The Australian Competition and Consumer Commission (ACCC) has voiced concerns that Australia’s aviation market is highly concentrated, a move that comes just days after Qantas Airways announced it was buying Adelaide-based regional carrier National Jet Systems.
“The Australian aviation industry remains highly concentrated and it is crucial that competition provided by smaller airlines is maintained longer-term,” the ACCC says in a statement.
It says “the Australian aviation industry is in a state of major upheaval and now, more than ever, we are concerned that competition by smaller airlines is not hindered.”
The statement makes no mention of Qantas’ announcement on May 20 that it is acquiring National Jet Systems, instead highlighting that it is continuing to investigate Qantas’ acquisition early last year of a 19.9% stake in Australia’s Alliance Airlines.
Qantas announced on 1 February last year that it had acquired the 19.9% stake by buying Alliance shares on the Australian stock market. When it bought the shares, it did so without speaking to Alliance Air and without consulting the ACCC.
But Qantas said, at the time, it planned to seek regulatory approval to increase its stake further with a view to getting majority control of the airline.

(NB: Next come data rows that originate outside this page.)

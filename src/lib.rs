//! Queue-driven text rendering for a 4-digit, 7-segment LED display on a shift-register bus.
#![cfg_attr(not(test), no_std)]
#![allow(clippy::future_not_send, reason = "Single-threaded")]

mod digit_bus;
mod error;
mod render_job;
pub mod seg_display;
mod segment_code;

// Re-export commonly used items
pub use digit_bus::{CELL_COUNT, DigitBus, DigitPosition, LATCH_HOLD_MS, ShiftRegisterBus};
pub use error::{Error, Result};
pub use render_job::{JobQueue, QUEUE_CAPACITY, RenderJob, TEXT_CAPACITY, Text};
pub use seg_display::{MULTIPLEX_SLEEP, Processor, SegDisplay, SegDisplayStatic};
#[cfg(feature = "pico1")]
pub use seg_display::{PicoBus, SegDisplayPins};
pub use segment_code::{Cells, Leds, encode, to_cells};
use core::convert::Infallible;

use embassy_time::{Duration, Instant, Timer};

use super::SegDisplayStatic;
use crate::Result;
use crate::digit_bus::{CELL_COUNT, DigitBus, DigitPosition};
use crate::render_job::{QUEUE_CAPACITY, RenderJob};
use crate::segment_code::{Leds, to_cells};

#[cfg(feature = "display-trace")]
use defmt::info;

/// Pause after every digit write. Multiplexes the digits into a steady image and lets other
/// tasks run.
pub const MULTIPLEX_SLEEP: Duration = Duration::from_millis(5);

/// The one loop that owns the bus and renders queued jobs.
///
/// Only one processor can be rendering from a given [`SegDisplayStatic`] at a time; a second
/// one finds the display busy and returns at once.
pub struct Processor<'a, B, const K: usize = QUEUE_CAPACITY> {
    seg_display_static: &'a SegDisplayStatic<K>,
    bus: B,
}

impl<'a, B: DigitBus, const K: usize> Processor<'a, B, K> {
    #[must_use]
    pub const fn new(seg_display_static: &'a SegDisplayStatic<K>, bus: B) -> Self {
        Self {
            seg_display_static,
            bus,
        }
    }

    /// Waits for work and drains the queue, forever.
    ///
    /// # Errors
    ///
    /// Returns the first transport fault.
    pub async fn run(&mut self) -> Result<Infallible> {
        loop {
            self.seg_display_static.wait().await;
            self.process_queue().await?;
        }
    }

    /// Renders queued jobs in order until the queue is empty.
    ///
    /// Returns `Ok(false)` without touching the bus when the queue is empty or another loop is
    /// already rendering; jobs enqueued meanwhile are picked up by that loop.
    ///
    /// # Errors
    ///
    /// Returns a transport fault. The display goes back to idle, keeping the remaining jobs.
    pub async fn process_queue(&mut self) -> Result<bool> {
        if !self.seg_display_static.begin() {
            return Ok(false);
        }
        while let Some(job) = self.seg_display_static.next_job() {
            #[cfg(feature = "display-trace")]
            info!("rendering: {:?}", job);
            if let Err(err) = self.render(&job).await {
                #[cfg(feature = "defmt")]
                defmt::error!("display bus fault: {}", err);
                self.seg_display_static.abort();
                return Err(err);
            }
        }
        Ok(true)
    }

    async fn render(&mut self, job: &RenderJob) -> Result<()> {
        let cells = to_cells(job.text());
        if job.is_scrolling() {
            if cells.is_empty() {
                return Ok(());
            }
            return self.scroll(&cells, job.duration()).await;
        }
        // Static jobs always end blank, even with nothing to hold.
        if !cells.is_empty() {
            let window = cells.get(..CELL_COUNT).unwrap_or(cells.as_slice());
            self.show_for(window, job.duration()).await?;
        }
        self.blank()
    }

    /// Shows every four-cell window of `cells` once, left to right.
    ///
    /// Fewer than four cells still get one (blank-filled) window.
    async fn scroll(&mut self, cells: &[u8], step: Duration) -> Result<()> {
        if cells.len() < CELL_COUNT {
            let mut window = [Leds::SPACE; CELL_COUNT];
            for (slot, &bits) in window.iter_mut().zip(cells) {
                *slot = bits;
            }
            return self.show_for(&window, step).await;
        }
        for window in cells.windows(CELL_COUNT) {
            self.show_for(window, step).await?;
        }
        Ok(())
    }

    /// Multiplexes `window` onto the digits until `duration` has passed.
    async fn show_for(&mut self, window: &[u8], duration: Duration) -> Result<()> {
        let end = Instant::now()
            .checked_add(duration)
            .unwrap_or(Instant::MAX);
        while Instant::now() < end {
            for (&position, &bits) in DigitPosition::ALL.iter().zip(window) {
                self.write(position, bits)?;
                Timer::after(MULTIPLEX_SLEEP).await;
            }
        }
        Ok(())
    }

    fn blank(&mut self) -> Result<()> {
        for position in DigitPosition::ALL {
            self.write(position, Leds::SPACE)?;
        }
        Ok(())
    }

    /// One bus write. On failure, tries once to blank that digit, then reports the original
    /// fault. The failed pattern is never resent.
    fn write(&mut self, position: DigitPosition, bits: u8) -> Result<()> {
        let result = self.bus.write(position, bits);
        if result.is_err() && bits != Leds::SPACE {
            let blanked = self.bus.write(position, Leds::SPACE);
            #[cfg(feature = "defmt")]
            if let Err(blank_err) = blanked {
                defmt::warn!("blanking {:?} after a fault failed: {}", position, blank_err);
            }
            #[cfg(not(feature = "defmt"))]
            let _ = blanked;
        }
        result
    }
}
use core::convert::Infallible;

use derive_more::derive::{Display, Error};

/// A specialized `Result` where the error is this crate's `Error` type.
pub type Result<T, E = Error> = core::result::Result<T, E>;

/// Define a unified error type for this crate.
#[cfg_attr(feature = "defmt", derive(defmt::Format))]
#[derive(Debug, Display, Error)]
pub enum Error {
    // `#[error(not(source))]` below tells `derive_more` that `embassy_executor::SpawnError` does
    // not implement Rust's `core::error::Error` trait.
    #[cfg(feature = "pico1")]
    #[display("{_0:?}")]
    TaskSpawn(#[error(not(source))] embassy_executor::SpawnError),

    #[display("Error setting output state")]
    CannotSetOutputState,

    #[display("Shift-register bus write failed")]
    BusWrite,
}

impl From<Infallible> for Error {
    fn from(_: Infallible) -> Self {
        Self::CannotSetOutputState
    }
}

#[cfg(feature = "pico1")]
impl From<embassy_executor::SpawnError> for Error {
    fn from(err: embassy_executor::SpawnError) -> Self {
        Self::TaskSpawn(err)
    }
}
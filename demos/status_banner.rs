//! Startup banner, connectivity status and save acknowledgement on the Pico 8-segment board.
//!
//! Three independent tasks share one display handle; their requests queue up and render in
//! the order they were made.
#![no_std]
#![no_main]

use defmt::info;
use defmt_rtt as _;
use embassy_executor::Spawner;
use embassy_time::{Duration, Timer};
use led_8seg::{Result, SegDisplay, SegDisplayPins, SegDisplayStatic};
use panic_probe as _;

const BANNER_STEP: Duration = Duration::from_millis(250);
const STATUS_HOLD: Duration = Duration::from_secs(2);

#[embassy_executor::main]
pub async fn main(spawner: Spawner) -> ! {
    // If it returns, something went wrong.
    let err = inner_main(spawner).await.unwrap_err();
    panic!("{err}");
}

async fn inner_main(spawner: Spawner) -> Result<core::convert::Infallible> {
    let p = embassy_rp::init(Default::default());

    static SEG_DISPLAY_STATIC: SegDisplayStatic = SegDisplay::new_static();
    let pins = SegDisplayPins {
        spi: p.SPI0,
        sck: p.PIN_18,
        mosi: p.PIN_19,
        latch: p.PIN_20,
        power: p.PIN_21,
    };
    let display = SegDisplay::new_pico(&SEG_DISPLAY_STATIC, pins, spawner)?;

    info!("Startup banner");
    display.display_rolling_text("HELLO", BANNER_STEP, 2, true);

    spawner.spawn(connectivity_status(display))?;
    spawner.spawn(save_acknowledgement(display))?;

    loop {
        Timer::after_secs(60).await;
        info!("display busy: {}", display.is_busy());
    }
}

#[embassy_executor::task]
async fn connectivity_status(display: SegDisplay<'static>) -> ! {
    let mut connected = false;
    loop {
        Timer::after_secs(10).await;
        connected = !connected;
        if connected {
            info!("Connected");
            display.display_text("Con.", STATUS_HOLD);
        } else {
            info!("Fallback access point");
            display.scroll_text("AP 192.168.4.1", BANNER_STEP);
        }
    }
}

#[embassy_executor::task]
async fn save_acknowledgement(display: SegDisplay<'static>) -> ! {
    loop {
        Timer::after_secs(25).await;
        info!("Settings saved");
        display.display_text("donE", STATUS_HOLD);
    }
}
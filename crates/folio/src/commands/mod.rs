//! CLI command implementations.

pub(crate) mod build;
pub(crate) mod render;

pub(crate) use build::BuildArgs;
pub(crate) use render::RenderArgs;
//! Folio CLI - documentation page renderer.
//!
//! Provides commands for:
//! - `render`: Render one page of extracted documentation data to HTML
//! - `build`: Render every page to an output directory

mod commands;
mod error;
mod output;
mod renderers;

use clap::{Parser, Subcommand};
use tracing_subscriber::EnvFilter;

use commands::{BuildArgs, RenderArgs};
use output::Output;

/// Folio - documentation page renderer.
#[derive(Parser)]
#[command(name = "folio", version, about)]
struct Cli {
    #[command(subcommand)]
    command: Commands,
}

#[derive(Subcommand)]
enum Commands {
    /// Render a single page to HTML.
    Render(RenderArgs),
    /// Render all pages to an output directory.
    Build(BuildArgs),
}

fn main() {
    let cli = Cli::parse();
    let output = Output::new();

    let verbose = match &cli.command {
        Commands::Render(args) => args.verbose,
        Commands::Build(args) => args.verbose,
    };

    // --verbose enables INFO level, otherwise use RUST_LOG or default to WARN
    let filter = if verbose {
        EnvFilter::new("info")
    } else {
        EnvFilter::try_from_default_env().unwrap_or_else(|_| EnvFilter::new("warn"))
    };
    tracing_subscriber::fmt()
        .with_env_filter(filter)
        .with_writer(std::io::stderr)
        .init();

    let result = match cli.command {
        Commands::Render(args) => args.execute(),
        Commands::Build(args) => args.execute(),
    };

    if let Err(err) = result {
        output.error(&format!("Error: {err}"));
        std::process::exit(1);
    }
}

In its statement today (1 June), the ACCC chairman Rod Sims says: “Our current view is that any further increase in Qantas’s stake in Alliance is very likely to raise significant competition concerns under the Competition and Consumer Act.”
He says: “The ACCC has been closely scrutinising the effects of the acquisition of this shareholding by Qantas. Acquiring a strategic stake in a close competitor in such a concentrated market raises clear competition concerns.”

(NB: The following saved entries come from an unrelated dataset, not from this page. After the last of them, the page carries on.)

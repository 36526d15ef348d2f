//! Page rendering.
//!
//! Maps each content node of a [`Page`] to rendered output:
//!
//! - markup blocks pass through verbatim,
//! - tagged nodes are dispatched to the renderer registered for their tag.
//!
//! A tag with no renderer, or a renderer that fails (returns an error or
//! panics), is replaced by an error node carrying the message. The failure is
//! logged and rendering continues with the next node, so no single node can
//! abort a page.

use std::any::Any;
use std::panic::{self, AssertUnwindSafe};

use crate::error::{NodeError, RenderError};
use crate::node::{RenderedNode, RenderedPage};
use crate::page::{ContentNode, Page, TagNode};
use crate::table::RendererTable;

/// Renders pages using a table of tag renderers.
///
/// # Example
///
/// ```
/// use folio_page::{Page, PageRenderer, RenderedNode, RendererTable, TagNode};
///
/// let table = RendererTable::new();
/// let page = Page::new("intro")
///     .with_markup("<p>Intro</p>")
///     .with_tag(TagNode::new("interface").with_value("Foo"));
///
/// let rendered = PageRenderer::new(&table).render(&page);
/// assert_eq!(rendered.nodes[1], RenderedNode::Error("Unknown @tag: interface".to_owned()));
/// ```
#[derive(Clone, Copy, Debug)]
pub struct PageRenderer<'a> {
    table: &'a RendererTable,
}

impl<'a> PageRenderer<'a> {
    /// Create a renderer over a tag renderer table.
    #[must_use]
    pub fn new(table: &'a RendererTable) -> Self {
        Self { table }
    }

    /// Render a page.
    ///
    /// Output order matches content order. A renderer returning no output
    /// leaves nothing at its position.
    #[must_use]
    pub fn render(&self, page: &Page) -> RenderedPage {
        let mut nodes = Vec::with_capacity(page.contents.len());
        let mut errors = Vec::new();

        for (position, node) in page.contents.iter().enumerate() {
            match self.render_node(node, position, page) {
                Ok(Some(rendered)) => nodes.push(rendered),
                Ok(None) => {}
                Err(error) => {
                    tracing::error!(
                        page = %page.reference,
                        position,
                        tag = %error.tag(),
                        "{error}"
                    );
                    nodes.push(RenderedNode::Error(error.to_string()));
                    errors.push(NodeError { position, error });
                }
            }
        }

        RenderedPage {
            reference: page.reference.clone(),
            nodes,
            errors,
        }
    }

    /// Render a single content node at `position`.
    pub fn render_node(
        &self,
        node: &ContentNode,
        position: usize,
        page: &Page,
    ) -> Result<Option<RenderedNode>, RenderError> {
        match node {
            ContentNode::Markup(markup) => Ok(Some(RenderedNode::Markup(markup.clone()))),
            ContentNode::Tag(tag) => self.render_tag(tag, position, page),
        }
    }

    fn render_tag(
        &self,
        tag: &TagNode,
        position: usize,
        page: &Page,
    ) -> Result<Option<RenderedNode>, RenderError> {
        let renderer = self
            .table
            .get(&tag.tag)
            .ok_or_else(|| RenderError::UnknownTag {
                tag: tag.tag.clone(),
            })?;

        let outcome = panic::catch_unwind(AssertUnwindSafe(|| renderer.render(tag, position, page)));

        match outcome {
            Ok(Ok(rendered)) => Ok(rendered),
            Ok(Err(err)) => Err(RenderError::Renderer {
                tag: tag.tag.clone(),
                message: err.message().to_owned(),
            }),
            Err(payload) => Err(RenderError::Renderer {
                tag: tag.tag.clone(),
                message: panic_message(payload.as_ref())
                    .unwrap_or_else(|| format!("renderer for @{} panicked", tag.tag)),
            }),
        }
    }
}

/// Render a page with the given tag renderers.
///
/// Shorthand for [`PageRenderer::new`] followed by [`PageRenderer::render`].
#[must_use]
pub fn render_page(page: &Page, table: &RendererTable) -> RenderedPage {
    PageRenderer::new(table).render(page)
}

/// Extract the message from a panic payload, if it is a string.
fn panic_message(payload: &(dyn Any + Send)) -> Option<String> {
    payload
        .downcast_ref::<&str>()
        .map(|s| (*s).to_owned())
        .or_else(|| payload.downcast_ref::<String>().cloned())
}
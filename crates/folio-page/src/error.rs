//! Error types for page rendering and data loading.

use std::path::PathBuf;

/// Error returned by a [`TagRenderer`](crate::TagRenderer) that cannot render its tag.
///
/// The message is shown verbatim in the error node that replaces the tag.
///
/// # Example
///
/// ```
/// use folio_page::TagError;
///
/// let err = TagError::new("Missing @interface name");
/// assert_eq!(err.to_string(), "Missing @interface name");
/// ```
#[derive(Clone, Debug, PartialEq, Eq, thiserror::Error)]
#[error("{message}")]
pub struct TagError {
    message: String,
}

impl TagError {
    /// Create a new error with the given message.
    #[must_use]
    pub fn new(message: impl Into<String>) -> Self {
        Self {
            message: message.into(),
        }
    }

    /// The error message.
    #[must_use]
    pub fn message(&self) -> &str {
        &self.message
    }
}

impl From<String> for TagError {
    fn from(message: String) -> Self {
        Self { message }
    }
}

impl From<&str> for TagError {
    fn from(message: &str) -> Self {
        Self::new(message)
    }
}

/// Failure to render a single tagged content node.
///
/// Both variants are recoverable: the page renderer substitutes an error node
/// and moves on to the next entry.
#[derive(Clone, Debug, PartialEq, Eq, thiserror::Error)]
pub enum RenderError {
    /// No renderer is registered for the tag.
    #[error("Unknown @tag: {tag}")]
    UnknownTag {
        /// Tag name as found in the page data.
        tag: String,
    },
    /// The registered renderer failed.
    #[error("{message}")]
    Renderer {
        /// Tag name the renderer was invoked for.
        tag: String,
        /// Message reported by the renderer.
        message: String,
    },
}

impl RenderError {
    /// Tag name of the node that failed.
    #[must_use]
    pub fn tag(&self) -> &str {
        match self {
            Self::UnknownTag { tag } | Self::Renderer { tag, .. } => tag,
        }
    }
}

/// A [`RenderError`] together with the content position it occurred at.
#[derive(Clone, Debug, PartialEq, Eq)]
pub struct NodeError {
    /// Index of the failing entry in the page contents.
    pub position: usize,
    /// The failure.
    pub error: RenderError,
}

/// Error returned when page data cannot be loaded.
#[derive(Debug, thiserror::Error)]
pub enum LoadError {
    /// Data file not found.
    #[error("Data file not found: {}", .0.display())]
    NotFound(PathBuf),
    /// I/O error reading the data file.
    #[error("I/O error: {0}")]
    Io(#[from] std::io::Error),
    /// Data is not valid page JSON.
    #[error("Invalid page data: {0}")]
    Json(#[from] serde_json::Error),
    /// One page of a `pages` map is malformed.
    #[error("Invalid page '{key}': {source}")]
    InvalidPage {
        /// Key of the page in the map.
        key: String,
        /// Deserialization failure.
        source: serde_json::Error,
    },
}
//! `folio build` command implementation.

use std::collections::HashMap;
use std::path::{Path, PathBuf};

use clap::Args;
use folio_config::{CliSettings, Config};
use folio_page::{DocsData, Page, RenderedPage, RendererTable};
use rayon::prelude::*;

use crate::error::CliError;
use crate::output::Output;
use crate::renderers::{render_html, renderer_table};

/// Arguments for the build command.
#[derive(Args)]
pub(crate) struct BuildArgs {
    /// Page data JSON produced by the documentation extractor.
    data: PathBuf,

    /// Output directory for rendered pages (overrides config).
    #[arg(short, long)]
    output_dir: Option<PathBuf>,

    /// Fail if any content node renders as an error.
    #[arg(long)]
    strict: bool,

    /// Path to configuration file (default: auto-discover folio.toml).
    #[arg(short, long)]
    config: Option<PathBuf>,

    /// Enable verbose output.
    #[arg(short, long)]
    pub verbose: bool,
}

impl BuildArgs {
    /// Execute the build command.
    pub(crate) fn execute(self) -> Result<(), CliError> {
        let output = Output::new();

        let cli_settings = CliSettings {
            output_dir: self.output_dir,
            strict: self.strict.then_some(true),
        };
        let config = Config::load(self.config.as_deref(), Some(&cli_settings))?;
        let output_dir = &config.output_resolved.dir;

        let data = DocsData::load(&self.data)?;
        let pages: Vec<&Page> = data.pages().collect();
        check_file_names(&pages)?;

        output.field("Data", self.data.display());
        output.field("Output", output_dir.display());
        std::fs::create_dir_all(output_dir)?;

        let table = renderer_table(&config);
        let results: Vec<Result<RenderedPage, CliError>> = pages
            .par_iter()
            .map(|page| build_page(page, &table, &config, output_dir))
            .collect();

        let mut failed_nodes = 0;
        for result in results {
            failed_nodes += result?.errors.len();
        }

        output.rendered(&format!("{} page(s)", pages.len()), output_dir);
        output.failures(failed_nodes);

        if config.render.strict && failed_nodes > 0 {
            return Err(CliError::Strict {
                count: failed_nodes,
            });
        }

        Ok(())
    }
}

/// Render one page into the output directory.
fn build_page(
    page: &Page,
    table: &RendererTable,
    config: &Config,
    output_dir: &Path,
) -> Result<RenderedPage, CliError> {
    let (rendered, html) = render_html(page, table, config);

    let path = output_dir.join(format!("{}.html", page_file_name(&page.reference)));
    std::fs::write(&path, html)?;
    tracing::info!(reference = %page.reference, path = %path.display(), "Rendered page");

    Ok(rendered)
}

/// File stem for a page reference.
///
/// Characters outside `[A-Za-z0-9._-]` become `_`; an empty reference maps
/// to `index`.
fn page_file_name(reference: &str) -> String {
    if reference.is_empty() {
        return "index".to_owned();
    }
    reference
        .chars()
        .map(|c| {
            if c.is_ascii_alphanumeric() || matches!(c, '.' | '_' | '-') {
                c
            } else {
                '_'
            }
        })
        .collect()
}

/// Reject page sets where two references map to the same output file.
fn check_file_names(pages: &[&Page]) -> Result<(), CliError> {
    let mut seen: HashMap<String, &str> = HashMap::with_capacity(pages.len());
    for page in pages {
        let name = page_file_name(&page.reference);
        if let Some(other) = seen.insert(name.clone(), &page.reference) {
            return Err(CliError::Validation(format!(
                "Pages '{other}' and '{}' both map to {name}.html",
                page.reference
            )));
        }
    }
    Ok(())
}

The ACCC says its “investigation is focussed on the competitive dynamics between Qantas and Alliance, examining whether Qantas’s stake affects Alliance’s ability to raise funds, consider takeovers or participate in commercial ventures, and whether Qantas is attempting to exert influence on Alliance’s decision-making or operations.”
“We will consider enforcement action if there is evidence that the Qantas shareholding is compromising Alliance’s ability to be a strong competitor to Qantas, now and in the future,” says Sims.
Brisbane-based Alliance Air is a Fokker 100 operator. It competes against Qantas Airways and Qantas’ subsidiaries in the fly-in fly-out mining charter market in Australia. The regional carrier is also a codeshare partner of Virgin Australia – which is currently in voluntary administration – and is the only airline that competes against Qantas on the Brisbane-Bundaberg and Brisbane-Gladstone scheduled passenger routes.
Qantas Airways acquired Alliance Air’s major competitor, Perth-based Network Aviation, in 2011. And Qantas announced late last month that it was buying Adelaide-based National Jet Systems (NJS).
NJS’ main business is operating a fleet of 20 Boeing 717s on behalf of QantasLink and a few BAe 146 aircraft on behalf of Qantas Cargo. But NJS also competes in the mining fly-in fly-out business using its BAe 146 aircraft, its two De Havilland Canada Dash 8-400s and one Embraer 190. According to the CAPA database it has 13 BAe 146 aircraft.
NJS’ parent company is UK aerospace and defense company Cobham, which announced last year it was reviewing its Australian business with a view to possibly selling it. Also, US private equity company Advent International acquired Cobham in January this year.
Qantas’ acquisition of NJS, which is to become a wholly-owned subsidiary of Qantas, represents a further consolidation in the Australian regional market.
If Qantas succeeds in gaining control of Alliance Airlines, it means that only Regional Express is left as a sizeable competitor to Qantas on regional routes.
There is also Virgin Australia Regional Airlines – formerly Perth-based Skywest Airlines – but the public statements from Virgin Australia’s management is that when the airline comes out of administration, it will look to consolidate its business and focus on operating its fleet of Boeing 737s.
It is understandable that the ACCC should voice its concerns, which echo the concerns of many Australians who rely on regional air services.